Russia, Iran threaten ominously on eve of Idlib offensive

Russia and Iran are Syria’s two closest allies, and their ominous words came against a backdrop of continuing claims Syrian rebels are preparing to use chemical weapons in a “false flag” operation.

WASHINGTON DC (Kurdistan 24) – “There is no place for terrorists in Syria, and the Syrian government has every right to seek their liquidation,” Russian Foreign Minister Sergei Lavrov said in a speech at Moscow University on Monday.

Iranian Foreign Minister, Mohammad Javad Zarif, spoke similarly in a visit to Syria. Terrorists must be “cleaned out” of Idlib, Zarif stated, shortly after arriving in Damascus on Monday.

Russia and Iran are Syria’s two closest allies, and their ominous words came against a backdrop of continuing claims that Syrian rebels are preparing to use chemical weapons in a “false flag” operation that would serve to legitimize another military strike on Syria by the US and its European allies.

That charge—which US officials have decisively dismissed—can readily be seen as a cover for Syrian plans to use chemical weapons in its impending offensive on Idlib.

State Department Spokesperson Heather Nauert warned that the US would hold both Syria and Russia “accountable” for the use of chemical weapons.

Indeed, the US imposed sanctions on Russia a week ago for using the sophisticated nerve agent, novichok, in an attempt to assassinate the former Russian spy, Sergei Skripal, in Britain.

And late on Monday, US President Donald Trump tweeted a warning to Assad against “recklessly” attacking Idlib, while putting Russia and Iran on notice.

“Hundreds of thousands of people could be killed. Don’t let that happen!” Trump wrote.

Yury Ushakov, Russian President Vladimir Putin’s senior aide on international affairs, provided some detail about a summit on the Syrian conflict that will be held on Friday in Tehran and which will include Turkish President Recep Tayyip Erdogan, as well as the Russian and Iranian leaders.

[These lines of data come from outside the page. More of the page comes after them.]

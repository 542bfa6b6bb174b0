//! Core type definitions for Troupe coordination

use chrono::{DateTime, Utc};
use serde::{Deserialize, Serialize};

/// Kind of agent participating in a run
#[derive(Debug, Clone, Copy, PartialEq, Eq, Hash, Serialize, Deserialize)]
#[serde(rename_all = "lowercase")]
pub enum AgentType {
    Coder,
    Architect,
    #[serde(rename = "pm")]
    ProductManager,
}

impl std::fmt::Display for AgentType {
    fn fmt(&self, f: &mut std::fmt::Formatter<'_>) -> std::fmt::Result {
        match self {
            Self::Coder => write!(f, "coder"),
            Self::Architect => write!(f, "architect"),
            Self::ProductManager => write!(f, "pm"),
        }
    }
}

impl std::str::FromStr for AgentType {
    type Err = String;

    fn from_str(s: &str) -> Result<Self, Self::Err> {
        match s.to_lowercase().as_str() {
            "coder" => Ok(Self::Coder),
            "architect" => Ok(Self::Architect),
            "pm" | "product_manager" | "product-manager" => Ok(Self::ProductManager),
            _ => Err(format!("Invalid agent type: {}", s)),
        }
    }
}

/// Stable agent identifier (e.g. `coder-001`, `architect`)
#[derive(Debug, Clone, PartialEq, Eq, Hash, PartialOrd, Ord, Serialize, Deserialize)]
#[serde(transparent)]
pub struct AgentId(String);

impl AgentId {
    pub fn new(id: impl Into<String>) -> Self {
        Self(id.into())
    }

    /// Numbered coder id, e.g. `coder-003`
    pub fn coder(number: u32) -> Self {
        Self(format!("coder-{:03}", number))
    }

    pub fn as_str(&self) -> &str {
        &self.0
    }
}

impl std::fmt::Display for AgentId {
    fn fmt(&self, f: &mut std::fmt::Formatter<'_>) -> std::fmt::Result {
        f.write_str(&self.0)
    }
}

impl From<&str> for AgentId {
    fn from(s: &str) -> Self {
        Self::new(s)
    }
}

impl std::str::FromStr for AgentId {
    type Err = String;

    fn from_str(s: &str) -> Result<Self, Self::Err> {
        if s.trim().is_empty() {
            return Err("Agent id cannot be empty".to_string());
        }
        Ok(Self::new(s.trim()))
    }
}

/// Emitted once per committed state transition
///
/// States are carried as their canonical upper-case names so observers can
/// consume notifications from every agent type on one queue.
#[derive(Debug, Clone, PartialEq, Eq, Serialize, Deserialize)]
pub struct StateChangeNotification {
    pub agent_id: AgentId,
    pub agent_type: AgentType,
    pub from_state: String,
    pub to_state: String,
    pub timestamp: DateTime<Utc>,
}

/// Kind of story a coder works on
#[derive(Debug, Clone, Copy, Default, PartialEq, Eq, Hash, Serialize, Deserialize)]
#[serde(rename_all = "lowercase")]
pub enum StoryType {
    #[default]
    App,
    Devops,
}

impl std::fmt::Display for StoryType {
    fn fmt(&self, f: &mut std::fmt::Formatter<'_>) -> std::fmt::Result {
        match self {
            Self::App => write!(f, "app"),
            Self::Devops => write!(f, "devops"),
        }
    }
}

/// A unit of work assigned to a coder
#[derive(Debug, Clone, PartialEq, Eq, Serialize, Deserialize)]
pub struct Story {
    pub id: String,
    pub title: String,
    pub content: String,
    #[serde(default)]
    pub story_type: StoryType,
}

impl Story {
    pub fn new(id: impl Into<String>, title: impl Into<String>, content: impl Into<String>) -> Self {
        Self {
            id: id.into(),
            title: title.into(),
            content: content.into(),
            story_type: StoryType::App,
        }
    }

    pub fn with_type(mut self, story_type: StoryType) -> Self {
        self.story_type = story_type;
        self
    }

    /// Branch name the coder works on for this story
    pub fn branch_name(&self) -> String {
        format!("story-{}", self.id)
    }
}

Ushakov told the Russian press that there is a “looming false flag” operation planned for Idlib “using chemical weapons,” and this false-flag operation will be among the topics Putin will raise at the summit.

For Turkey, which borders Idlib, a major, Syrian offensive would be a “disaster.”

It would “lead to a new wave of refugees and a humanitarian catastrophe,” Turkish Foreign Minister Mevlut Cavusoglu warned recently in Moscow.

Cavusoglu led a delegation of senior security officials, including Turkey’s Defense Minister and its head of intelligence, to Russia ten days ago, in an attempt to avert such a catastrophe. However, as an informed Turkish source told Kurdistan 24, the delegation received very little from the Russians.

Turkey already hosts some three million Syrian refugees and has said that it will not accept any more.

“After seven years of war,” Idlib is “bursting with some 3 million people, more than half displaced from elsewhere in Syria,” The Washington Post has warned. With Turkey’s border “sealed shut,” they could “have nowhere to run.”